> _SOURCE DATA_
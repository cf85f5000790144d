//! The seam between building a request and parsing its response.
//!
//! `AndonClient` hands every `HttpRequest` to a `Transport` and classifies the
//! `HttpResponse` it gets back. `ReqwestTransport` is the default; tests and
//! callers with their own HTTP stack plug in a different implementation.

use async_trait::async_trait;

use crate::error::TransportError;
use crate::http::{HttpRequest, HttpResponse};

/// Executes one HTTP round-trip.
///
/// Implementations must return non-2xx responses as `Ok` so the client can
/// classify them; `Err` is reserved for failures where no response arrived.
#[async_trait]
pub trait Transport: Send + Sync {
    async fn execute(&self, request: HttpRequest) -> Result<HttpResponse, TransportError>;
}

/// `Transport` backed by a pooled `reqwest::Client`.
#[derive(Debug, Clone, Default)]
pub struct ReqwestTransport {
    http: reqwest::Client,
}

impl ReqwestTransport {
    pub fn new() -> Self {
        Self::default()
    }

    /// Use a preconfigured client (timeouts, proxies, TLS roots).
    pub fn with_client(http: reqwest::Client) -> Self {
        Self { http }
    }
}

#[async_trait]
impl Transport for ReqwestTransport {
    async fn execute(&self, request: HttpRequest) -> Result<HttpResponse, TransportError> {
        let mut builder = self.http.post(&request.url);
        for (name, value) in &request.headers {
            builder = builder.header(name.as_str(), value.as_str());
        }

        let response = builder.body(request.body).send().await?;
        let status = response.status().as_u16();
        let body = response.text().await?;

        Ok(HttpResponse { status, body })
    }
}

> _WHAT YOU SHOULD DO_
Count up the lines in the records where the string "HttpRequest" appears. Your reply is that number alone.

> _EXERCISE ANSWER_
4